- _Exercise brief_
If a line in the data below contains the word "scalar", copy it out.
** Source material follows **
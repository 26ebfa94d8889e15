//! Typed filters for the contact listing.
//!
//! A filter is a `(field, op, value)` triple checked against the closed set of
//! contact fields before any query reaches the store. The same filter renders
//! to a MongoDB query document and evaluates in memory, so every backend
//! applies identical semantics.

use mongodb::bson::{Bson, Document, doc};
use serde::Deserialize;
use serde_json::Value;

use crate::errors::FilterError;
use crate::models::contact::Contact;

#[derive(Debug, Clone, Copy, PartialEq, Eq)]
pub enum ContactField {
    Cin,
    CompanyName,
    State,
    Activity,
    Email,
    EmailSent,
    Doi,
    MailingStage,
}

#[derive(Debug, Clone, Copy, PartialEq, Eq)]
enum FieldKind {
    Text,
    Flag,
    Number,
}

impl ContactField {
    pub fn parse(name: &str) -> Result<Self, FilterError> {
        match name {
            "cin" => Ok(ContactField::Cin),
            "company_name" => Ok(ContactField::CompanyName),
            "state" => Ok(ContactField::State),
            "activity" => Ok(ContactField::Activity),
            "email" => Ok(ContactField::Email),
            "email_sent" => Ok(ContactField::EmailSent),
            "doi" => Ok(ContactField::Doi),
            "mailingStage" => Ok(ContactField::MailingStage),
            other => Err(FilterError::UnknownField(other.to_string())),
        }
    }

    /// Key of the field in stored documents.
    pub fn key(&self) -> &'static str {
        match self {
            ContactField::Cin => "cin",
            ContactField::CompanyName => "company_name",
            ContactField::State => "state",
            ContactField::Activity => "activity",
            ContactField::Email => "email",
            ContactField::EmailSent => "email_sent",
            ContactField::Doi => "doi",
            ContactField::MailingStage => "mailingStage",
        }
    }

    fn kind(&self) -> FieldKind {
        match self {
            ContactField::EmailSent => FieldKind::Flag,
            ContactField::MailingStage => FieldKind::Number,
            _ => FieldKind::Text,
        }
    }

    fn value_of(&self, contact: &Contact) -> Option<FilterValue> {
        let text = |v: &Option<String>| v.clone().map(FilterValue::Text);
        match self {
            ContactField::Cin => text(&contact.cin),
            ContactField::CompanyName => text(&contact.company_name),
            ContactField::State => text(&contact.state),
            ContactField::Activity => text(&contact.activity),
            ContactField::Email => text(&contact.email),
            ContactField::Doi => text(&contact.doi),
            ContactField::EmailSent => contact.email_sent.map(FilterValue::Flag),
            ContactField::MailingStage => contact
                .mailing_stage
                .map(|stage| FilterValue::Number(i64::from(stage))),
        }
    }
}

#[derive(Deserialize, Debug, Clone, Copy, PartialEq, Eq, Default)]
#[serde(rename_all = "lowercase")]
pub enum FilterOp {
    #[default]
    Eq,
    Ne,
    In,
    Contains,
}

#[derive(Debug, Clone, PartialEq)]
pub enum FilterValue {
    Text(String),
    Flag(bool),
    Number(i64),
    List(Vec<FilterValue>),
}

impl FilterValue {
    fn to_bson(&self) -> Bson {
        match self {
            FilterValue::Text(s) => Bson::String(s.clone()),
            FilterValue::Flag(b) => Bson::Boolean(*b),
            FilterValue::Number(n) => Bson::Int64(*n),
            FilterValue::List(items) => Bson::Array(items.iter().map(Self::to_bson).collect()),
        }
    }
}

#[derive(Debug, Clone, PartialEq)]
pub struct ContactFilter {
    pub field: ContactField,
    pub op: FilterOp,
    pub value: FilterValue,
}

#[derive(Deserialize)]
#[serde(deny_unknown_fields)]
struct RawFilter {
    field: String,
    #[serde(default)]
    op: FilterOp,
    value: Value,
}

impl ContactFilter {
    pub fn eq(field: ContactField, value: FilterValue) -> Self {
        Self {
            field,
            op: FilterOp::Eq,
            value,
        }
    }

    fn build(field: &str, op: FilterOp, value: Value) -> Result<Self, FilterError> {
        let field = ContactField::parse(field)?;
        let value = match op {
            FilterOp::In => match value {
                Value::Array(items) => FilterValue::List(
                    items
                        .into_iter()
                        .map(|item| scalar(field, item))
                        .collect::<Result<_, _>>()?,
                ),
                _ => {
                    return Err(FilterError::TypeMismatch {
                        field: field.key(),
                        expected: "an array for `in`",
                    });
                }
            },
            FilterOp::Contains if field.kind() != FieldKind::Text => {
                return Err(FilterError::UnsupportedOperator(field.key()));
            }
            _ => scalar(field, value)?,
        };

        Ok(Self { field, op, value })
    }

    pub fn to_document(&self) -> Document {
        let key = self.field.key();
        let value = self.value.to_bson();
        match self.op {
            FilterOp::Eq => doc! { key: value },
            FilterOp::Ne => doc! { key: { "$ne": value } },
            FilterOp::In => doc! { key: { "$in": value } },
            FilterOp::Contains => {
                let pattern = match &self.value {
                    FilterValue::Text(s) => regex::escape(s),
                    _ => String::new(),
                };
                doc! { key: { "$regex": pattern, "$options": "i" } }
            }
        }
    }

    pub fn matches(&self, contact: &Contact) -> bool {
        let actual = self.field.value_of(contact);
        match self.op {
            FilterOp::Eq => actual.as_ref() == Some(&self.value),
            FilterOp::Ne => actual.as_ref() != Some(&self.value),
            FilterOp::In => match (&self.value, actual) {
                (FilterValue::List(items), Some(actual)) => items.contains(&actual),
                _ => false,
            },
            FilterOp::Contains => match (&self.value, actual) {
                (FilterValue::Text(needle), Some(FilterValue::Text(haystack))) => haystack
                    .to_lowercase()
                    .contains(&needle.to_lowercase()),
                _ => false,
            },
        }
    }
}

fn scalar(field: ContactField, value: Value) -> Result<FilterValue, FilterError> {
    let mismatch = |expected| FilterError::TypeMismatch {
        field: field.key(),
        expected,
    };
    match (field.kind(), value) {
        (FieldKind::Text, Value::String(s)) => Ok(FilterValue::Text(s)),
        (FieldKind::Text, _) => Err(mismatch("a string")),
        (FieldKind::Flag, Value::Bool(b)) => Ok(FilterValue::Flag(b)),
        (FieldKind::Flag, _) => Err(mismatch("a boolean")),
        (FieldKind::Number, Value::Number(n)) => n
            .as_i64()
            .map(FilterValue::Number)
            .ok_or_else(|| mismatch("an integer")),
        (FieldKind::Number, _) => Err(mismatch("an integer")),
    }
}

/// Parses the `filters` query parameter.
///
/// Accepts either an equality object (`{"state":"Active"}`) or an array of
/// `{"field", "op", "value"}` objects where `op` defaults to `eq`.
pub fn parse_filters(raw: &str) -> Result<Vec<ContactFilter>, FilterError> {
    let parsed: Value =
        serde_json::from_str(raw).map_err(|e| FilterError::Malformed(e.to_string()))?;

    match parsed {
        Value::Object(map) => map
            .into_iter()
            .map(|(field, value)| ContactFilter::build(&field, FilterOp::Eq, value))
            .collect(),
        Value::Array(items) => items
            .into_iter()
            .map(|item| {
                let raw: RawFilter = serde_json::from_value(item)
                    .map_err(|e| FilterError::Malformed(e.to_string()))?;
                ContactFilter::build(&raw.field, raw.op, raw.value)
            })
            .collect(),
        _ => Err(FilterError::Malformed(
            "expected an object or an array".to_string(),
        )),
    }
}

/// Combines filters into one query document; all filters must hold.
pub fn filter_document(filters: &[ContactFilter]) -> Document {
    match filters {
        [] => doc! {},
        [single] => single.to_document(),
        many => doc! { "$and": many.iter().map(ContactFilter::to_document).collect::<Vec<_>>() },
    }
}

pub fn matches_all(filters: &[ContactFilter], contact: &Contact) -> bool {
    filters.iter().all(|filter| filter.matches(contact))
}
** End of Source material **
** Source material follows **
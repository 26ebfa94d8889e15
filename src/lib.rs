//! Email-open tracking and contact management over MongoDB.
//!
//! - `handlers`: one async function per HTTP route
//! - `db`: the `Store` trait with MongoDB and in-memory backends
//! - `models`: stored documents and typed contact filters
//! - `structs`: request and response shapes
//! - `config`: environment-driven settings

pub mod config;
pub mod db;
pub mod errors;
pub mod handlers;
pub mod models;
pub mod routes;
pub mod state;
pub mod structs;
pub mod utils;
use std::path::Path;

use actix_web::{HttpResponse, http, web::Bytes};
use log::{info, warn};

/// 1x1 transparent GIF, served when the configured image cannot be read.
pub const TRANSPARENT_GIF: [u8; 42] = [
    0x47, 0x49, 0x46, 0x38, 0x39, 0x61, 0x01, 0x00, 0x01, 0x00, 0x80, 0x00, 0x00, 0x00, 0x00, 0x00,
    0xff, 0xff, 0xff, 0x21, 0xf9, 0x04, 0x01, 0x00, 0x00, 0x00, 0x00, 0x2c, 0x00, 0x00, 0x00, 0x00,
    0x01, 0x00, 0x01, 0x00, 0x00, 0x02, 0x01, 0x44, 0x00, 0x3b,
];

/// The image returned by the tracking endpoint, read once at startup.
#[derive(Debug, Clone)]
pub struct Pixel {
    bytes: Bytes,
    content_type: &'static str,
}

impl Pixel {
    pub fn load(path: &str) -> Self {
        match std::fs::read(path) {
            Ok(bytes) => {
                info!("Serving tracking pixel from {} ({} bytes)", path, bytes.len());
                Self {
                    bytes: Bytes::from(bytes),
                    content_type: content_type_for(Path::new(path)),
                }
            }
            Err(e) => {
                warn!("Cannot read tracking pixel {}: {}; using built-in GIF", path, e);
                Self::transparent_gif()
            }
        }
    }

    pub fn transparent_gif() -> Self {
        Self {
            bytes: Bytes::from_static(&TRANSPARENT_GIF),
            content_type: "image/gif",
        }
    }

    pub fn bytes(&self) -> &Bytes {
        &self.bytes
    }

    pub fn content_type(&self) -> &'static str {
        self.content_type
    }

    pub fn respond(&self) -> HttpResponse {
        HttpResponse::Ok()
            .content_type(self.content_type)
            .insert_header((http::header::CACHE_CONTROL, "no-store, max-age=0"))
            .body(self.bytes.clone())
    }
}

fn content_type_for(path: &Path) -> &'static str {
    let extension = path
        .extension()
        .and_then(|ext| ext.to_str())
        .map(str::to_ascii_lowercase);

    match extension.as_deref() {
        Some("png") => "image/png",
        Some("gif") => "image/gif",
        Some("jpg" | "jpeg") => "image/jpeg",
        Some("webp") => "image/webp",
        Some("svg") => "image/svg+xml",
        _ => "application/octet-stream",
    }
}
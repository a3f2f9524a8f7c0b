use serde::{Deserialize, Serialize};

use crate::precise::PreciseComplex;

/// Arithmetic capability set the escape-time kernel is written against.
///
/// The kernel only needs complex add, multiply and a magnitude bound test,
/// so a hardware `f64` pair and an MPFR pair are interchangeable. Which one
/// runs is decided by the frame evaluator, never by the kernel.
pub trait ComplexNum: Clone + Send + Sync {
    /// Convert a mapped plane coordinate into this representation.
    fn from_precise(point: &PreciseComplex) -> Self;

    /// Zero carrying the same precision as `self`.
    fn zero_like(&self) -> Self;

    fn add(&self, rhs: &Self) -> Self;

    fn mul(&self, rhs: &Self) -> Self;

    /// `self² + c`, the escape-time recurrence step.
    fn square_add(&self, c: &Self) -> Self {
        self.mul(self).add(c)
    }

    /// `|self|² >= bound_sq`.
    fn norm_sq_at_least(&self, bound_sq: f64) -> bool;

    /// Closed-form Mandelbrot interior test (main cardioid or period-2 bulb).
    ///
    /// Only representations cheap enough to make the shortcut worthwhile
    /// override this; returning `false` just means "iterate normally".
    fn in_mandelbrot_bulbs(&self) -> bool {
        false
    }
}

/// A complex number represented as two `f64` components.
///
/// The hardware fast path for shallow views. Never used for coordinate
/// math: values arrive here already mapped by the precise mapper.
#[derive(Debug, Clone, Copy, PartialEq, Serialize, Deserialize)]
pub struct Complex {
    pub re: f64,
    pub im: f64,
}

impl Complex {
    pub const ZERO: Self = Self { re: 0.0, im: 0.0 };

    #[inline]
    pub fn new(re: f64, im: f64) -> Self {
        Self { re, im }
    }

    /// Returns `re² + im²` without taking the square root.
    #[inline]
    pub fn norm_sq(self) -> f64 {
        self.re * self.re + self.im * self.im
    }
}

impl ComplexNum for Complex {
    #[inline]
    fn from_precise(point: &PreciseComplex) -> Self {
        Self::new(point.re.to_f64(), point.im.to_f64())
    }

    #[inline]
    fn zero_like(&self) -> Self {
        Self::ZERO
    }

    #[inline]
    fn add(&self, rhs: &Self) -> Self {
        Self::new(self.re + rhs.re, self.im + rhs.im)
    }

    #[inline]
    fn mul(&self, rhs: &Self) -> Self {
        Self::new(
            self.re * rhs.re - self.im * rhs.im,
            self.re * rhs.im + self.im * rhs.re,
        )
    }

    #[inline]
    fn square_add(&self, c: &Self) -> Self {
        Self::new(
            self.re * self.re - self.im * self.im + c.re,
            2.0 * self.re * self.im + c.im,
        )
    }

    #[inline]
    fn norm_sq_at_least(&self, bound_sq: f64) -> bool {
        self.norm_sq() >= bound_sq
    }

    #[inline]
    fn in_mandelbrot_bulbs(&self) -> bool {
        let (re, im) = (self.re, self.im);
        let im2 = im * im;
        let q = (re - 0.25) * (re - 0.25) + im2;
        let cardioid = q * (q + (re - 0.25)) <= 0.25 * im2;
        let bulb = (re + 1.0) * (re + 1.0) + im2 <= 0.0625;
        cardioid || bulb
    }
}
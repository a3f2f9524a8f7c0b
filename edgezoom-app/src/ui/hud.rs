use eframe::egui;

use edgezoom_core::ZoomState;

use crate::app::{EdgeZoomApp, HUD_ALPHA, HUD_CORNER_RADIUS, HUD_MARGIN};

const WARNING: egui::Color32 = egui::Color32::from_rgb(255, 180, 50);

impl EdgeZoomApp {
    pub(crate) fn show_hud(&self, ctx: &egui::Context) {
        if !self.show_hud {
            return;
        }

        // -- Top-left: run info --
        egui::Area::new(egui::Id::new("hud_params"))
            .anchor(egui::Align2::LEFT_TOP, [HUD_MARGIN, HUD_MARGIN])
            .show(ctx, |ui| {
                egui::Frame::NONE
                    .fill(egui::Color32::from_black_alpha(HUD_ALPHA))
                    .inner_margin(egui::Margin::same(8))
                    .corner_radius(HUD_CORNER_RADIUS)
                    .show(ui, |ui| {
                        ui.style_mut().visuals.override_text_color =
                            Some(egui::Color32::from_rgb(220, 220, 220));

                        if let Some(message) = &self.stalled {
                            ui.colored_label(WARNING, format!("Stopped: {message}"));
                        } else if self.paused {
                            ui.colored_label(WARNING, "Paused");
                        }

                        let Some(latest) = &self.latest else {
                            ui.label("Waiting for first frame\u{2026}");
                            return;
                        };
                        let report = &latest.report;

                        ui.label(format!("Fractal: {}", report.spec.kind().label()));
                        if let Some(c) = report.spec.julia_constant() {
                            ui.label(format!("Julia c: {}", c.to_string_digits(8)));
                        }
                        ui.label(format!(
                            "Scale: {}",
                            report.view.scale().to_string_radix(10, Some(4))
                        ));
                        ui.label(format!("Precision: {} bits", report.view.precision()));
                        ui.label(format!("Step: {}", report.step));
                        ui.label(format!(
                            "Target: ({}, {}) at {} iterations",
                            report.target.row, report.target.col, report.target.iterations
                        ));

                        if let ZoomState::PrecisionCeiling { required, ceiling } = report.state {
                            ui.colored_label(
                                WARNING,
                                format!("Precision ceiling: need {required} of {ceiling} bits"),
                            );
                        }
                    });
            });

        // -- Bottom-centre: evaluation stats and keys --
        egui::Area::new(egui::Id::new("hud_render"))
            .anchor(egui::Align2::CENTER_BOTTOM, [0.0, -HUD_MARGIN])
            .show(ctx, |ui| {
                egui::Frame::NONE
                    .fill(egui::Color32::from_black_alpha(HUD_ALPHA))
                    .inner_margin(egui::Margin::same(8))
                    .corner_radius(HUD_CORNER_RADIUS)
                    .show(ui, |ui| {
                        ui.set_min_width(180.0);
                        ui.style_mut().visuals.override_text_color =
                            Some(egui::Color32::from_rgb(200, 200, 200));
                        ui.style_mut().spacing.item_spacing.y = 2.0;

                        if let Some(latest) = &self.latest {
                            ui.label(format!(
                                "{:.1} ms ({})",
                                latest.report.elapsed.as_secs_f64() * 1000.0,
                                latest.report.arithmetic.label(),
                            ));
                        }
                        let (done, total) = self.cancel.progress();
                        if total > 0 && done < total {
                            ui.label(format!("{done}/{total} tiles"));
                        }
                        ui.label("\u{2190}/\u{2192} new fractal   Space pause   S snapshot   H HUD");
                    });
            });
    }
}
** End of Source material **
** Source material follows **
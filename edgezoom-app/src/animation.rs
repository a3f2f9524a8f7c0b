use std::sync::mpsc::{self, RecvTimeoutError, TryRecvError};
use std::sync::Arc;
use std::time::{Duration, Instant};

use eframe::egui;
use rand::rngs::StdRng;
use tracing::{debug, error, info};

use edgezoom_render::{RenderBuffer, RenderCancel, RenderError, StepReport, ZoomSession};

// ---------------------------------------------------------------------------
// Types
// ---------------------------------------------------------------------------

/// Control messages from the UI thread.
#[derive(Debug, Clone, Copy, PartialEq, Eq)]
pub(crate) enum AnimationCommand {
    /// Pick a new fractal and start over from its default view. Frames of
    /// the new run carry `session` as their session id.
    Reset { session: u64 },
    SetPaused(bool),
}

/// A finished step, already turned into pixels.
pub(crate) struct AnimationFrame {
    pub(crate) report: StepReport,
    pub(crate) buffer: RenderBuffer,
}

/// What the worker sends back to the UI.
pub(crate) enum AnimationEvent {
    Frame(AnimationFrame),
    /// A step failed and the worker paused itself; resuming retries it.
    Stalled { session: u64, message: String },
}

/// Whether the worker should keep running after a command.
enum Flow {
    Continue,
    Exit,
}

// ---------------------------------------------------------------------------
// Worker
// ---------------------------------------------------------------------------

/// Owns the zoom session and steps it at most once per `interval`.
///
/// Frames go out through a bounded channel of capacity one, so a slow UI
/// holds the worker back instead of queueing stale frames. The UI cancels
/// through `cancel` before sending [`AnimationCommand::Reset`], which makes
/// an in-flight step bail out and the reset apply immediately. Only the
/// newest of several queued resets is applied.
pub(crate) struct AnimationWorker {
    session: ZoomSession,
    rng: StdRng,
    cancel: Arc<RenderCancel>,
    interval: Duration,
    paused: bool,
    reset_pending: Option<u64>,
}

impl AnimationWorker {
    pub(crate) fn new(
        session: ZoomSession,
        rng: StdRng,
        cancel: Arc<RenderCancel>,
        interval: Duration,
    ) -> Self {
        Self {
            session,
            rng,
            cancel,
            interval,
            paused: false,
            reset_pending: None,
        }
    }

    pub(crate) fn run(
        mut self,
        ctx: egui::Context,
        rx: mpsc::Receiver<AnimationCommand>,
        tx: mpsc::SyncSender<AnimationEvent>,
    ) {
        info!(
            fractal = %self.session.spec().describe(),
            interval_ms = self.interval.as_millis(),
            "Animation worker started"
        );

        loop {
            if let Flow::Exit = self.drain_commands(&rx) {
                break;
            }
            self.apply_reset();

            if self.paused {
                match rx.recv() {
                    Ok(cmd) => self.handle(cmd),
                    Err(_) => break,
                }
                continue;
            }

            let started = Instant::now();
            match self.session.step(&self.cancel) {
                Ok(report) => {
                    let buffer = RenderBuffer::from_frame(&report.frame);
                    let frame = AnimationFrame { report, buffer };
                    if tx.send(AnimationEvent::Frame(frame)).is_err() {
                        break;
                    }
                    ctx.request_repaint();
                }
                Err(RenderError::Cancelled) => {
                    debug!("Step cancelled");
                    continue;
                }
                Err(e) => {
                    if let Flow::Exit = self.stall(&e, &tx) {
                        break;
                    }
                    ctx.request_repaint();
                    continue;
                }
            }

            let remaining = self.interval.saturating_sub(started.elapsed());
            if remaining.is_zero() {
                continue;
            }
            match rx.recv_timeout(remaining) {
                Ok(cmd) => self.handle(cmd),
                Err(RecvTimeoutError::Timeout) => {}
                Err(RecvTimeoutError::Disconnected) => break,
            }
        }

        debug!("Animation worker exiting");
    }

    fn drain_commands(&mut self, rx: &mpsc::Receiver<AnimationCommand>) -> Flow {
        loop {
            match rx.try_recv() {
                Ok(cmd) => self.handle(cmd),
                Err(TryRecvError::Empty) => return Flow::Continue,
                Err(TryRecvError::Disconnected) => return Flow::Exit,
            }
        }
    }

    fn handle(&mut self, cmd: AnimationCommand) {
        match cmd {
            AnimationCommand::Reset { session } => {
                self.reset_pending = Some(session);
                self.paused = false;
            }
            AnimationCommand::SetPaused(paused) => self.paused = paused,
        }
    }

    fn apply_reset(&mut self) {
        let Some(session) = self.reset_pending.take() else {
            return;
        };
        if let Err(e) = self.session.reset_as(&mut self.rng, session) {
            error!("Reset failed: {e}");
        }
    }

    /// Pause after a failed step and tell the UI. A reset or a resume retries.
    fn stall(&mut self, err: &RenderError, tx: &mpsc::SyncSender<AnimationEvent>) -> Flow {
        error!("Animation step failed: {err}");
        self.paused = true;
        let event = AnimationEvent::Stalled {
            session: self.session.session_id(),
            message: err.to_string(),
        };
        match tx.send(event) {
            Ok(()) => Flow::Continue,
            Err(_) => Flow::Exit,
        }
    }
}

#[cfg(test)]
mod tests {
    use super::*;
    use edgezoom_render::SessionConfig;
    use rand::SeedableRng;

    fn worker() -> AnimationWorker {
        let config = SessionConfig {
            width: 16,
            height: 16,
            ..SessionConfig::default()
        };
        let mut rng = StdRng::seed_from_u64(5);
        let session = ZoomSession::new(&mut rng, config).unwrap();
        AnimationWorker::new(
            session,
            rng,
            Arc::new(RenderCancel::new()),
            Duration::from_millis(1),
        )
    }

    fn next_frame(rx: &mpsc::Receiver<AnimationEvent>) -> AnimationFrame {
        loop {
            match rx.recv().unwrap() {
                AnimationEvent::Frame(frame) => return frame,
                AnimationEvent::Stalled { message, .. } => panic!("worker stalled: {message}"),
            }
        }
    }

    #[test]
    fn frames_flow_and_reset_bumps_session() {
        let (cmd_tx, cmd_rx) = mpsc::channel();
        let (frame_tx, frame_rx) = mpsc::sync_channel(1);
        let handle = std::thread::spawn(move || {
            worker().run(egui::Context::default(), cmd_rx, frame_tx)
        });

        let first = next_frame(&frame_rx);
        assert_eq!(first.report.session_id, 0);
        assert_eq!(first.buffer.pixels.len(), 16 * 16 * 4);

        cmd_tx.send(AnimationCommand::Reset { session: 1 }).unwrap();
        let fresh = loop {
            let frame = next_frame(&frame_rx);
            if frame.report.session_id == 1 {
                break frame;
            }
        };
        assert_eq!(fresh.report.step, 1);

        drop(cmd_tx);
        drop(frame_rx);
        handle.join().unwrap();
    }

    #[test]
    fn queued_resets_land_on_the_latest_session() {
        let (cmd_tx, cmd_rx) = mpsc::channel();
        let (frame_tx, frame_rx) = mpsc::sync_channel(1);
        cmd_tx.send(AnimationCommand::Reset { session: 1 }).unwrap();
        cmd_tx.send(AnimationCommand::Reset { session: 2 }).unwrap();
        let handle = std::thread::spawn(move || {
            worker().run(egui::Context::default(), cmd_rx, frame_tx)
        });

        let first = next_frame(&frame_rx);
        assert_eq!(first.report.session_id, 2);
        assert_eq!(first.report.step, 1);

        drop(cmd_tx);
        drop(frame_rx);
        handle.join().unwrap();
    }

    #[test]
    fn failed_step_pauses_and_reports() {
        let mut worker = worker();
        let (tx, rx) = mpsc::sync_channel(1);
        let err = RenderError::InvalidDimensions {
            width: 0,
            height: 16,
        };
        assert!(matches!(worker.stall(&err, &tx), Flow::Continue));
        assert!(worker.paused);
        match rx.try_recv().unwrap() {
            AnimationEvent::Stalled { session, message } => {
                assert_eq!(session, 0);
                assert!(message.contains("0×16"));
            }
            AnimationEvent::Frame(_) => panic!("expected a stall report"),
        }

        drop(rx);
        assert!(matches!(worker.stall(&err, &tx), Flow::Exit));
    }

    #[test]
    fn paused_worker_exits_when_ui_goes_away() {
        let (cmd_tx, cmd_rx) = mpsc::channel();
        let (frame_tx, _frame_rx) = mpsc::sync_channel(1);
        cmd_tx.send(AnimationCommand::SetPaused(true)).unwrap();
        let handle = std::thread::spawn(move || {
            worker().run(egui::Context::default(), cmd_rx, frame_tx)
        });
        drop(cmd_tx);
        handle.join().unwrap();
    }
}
** End of Source material **
- _Answer section_
                        .map(|item| scalar(field, item))
            _ => scalar(field, value)?,
fn scalar(field: ContactField, value: Value) -> Result<FilterValue, FilterError> {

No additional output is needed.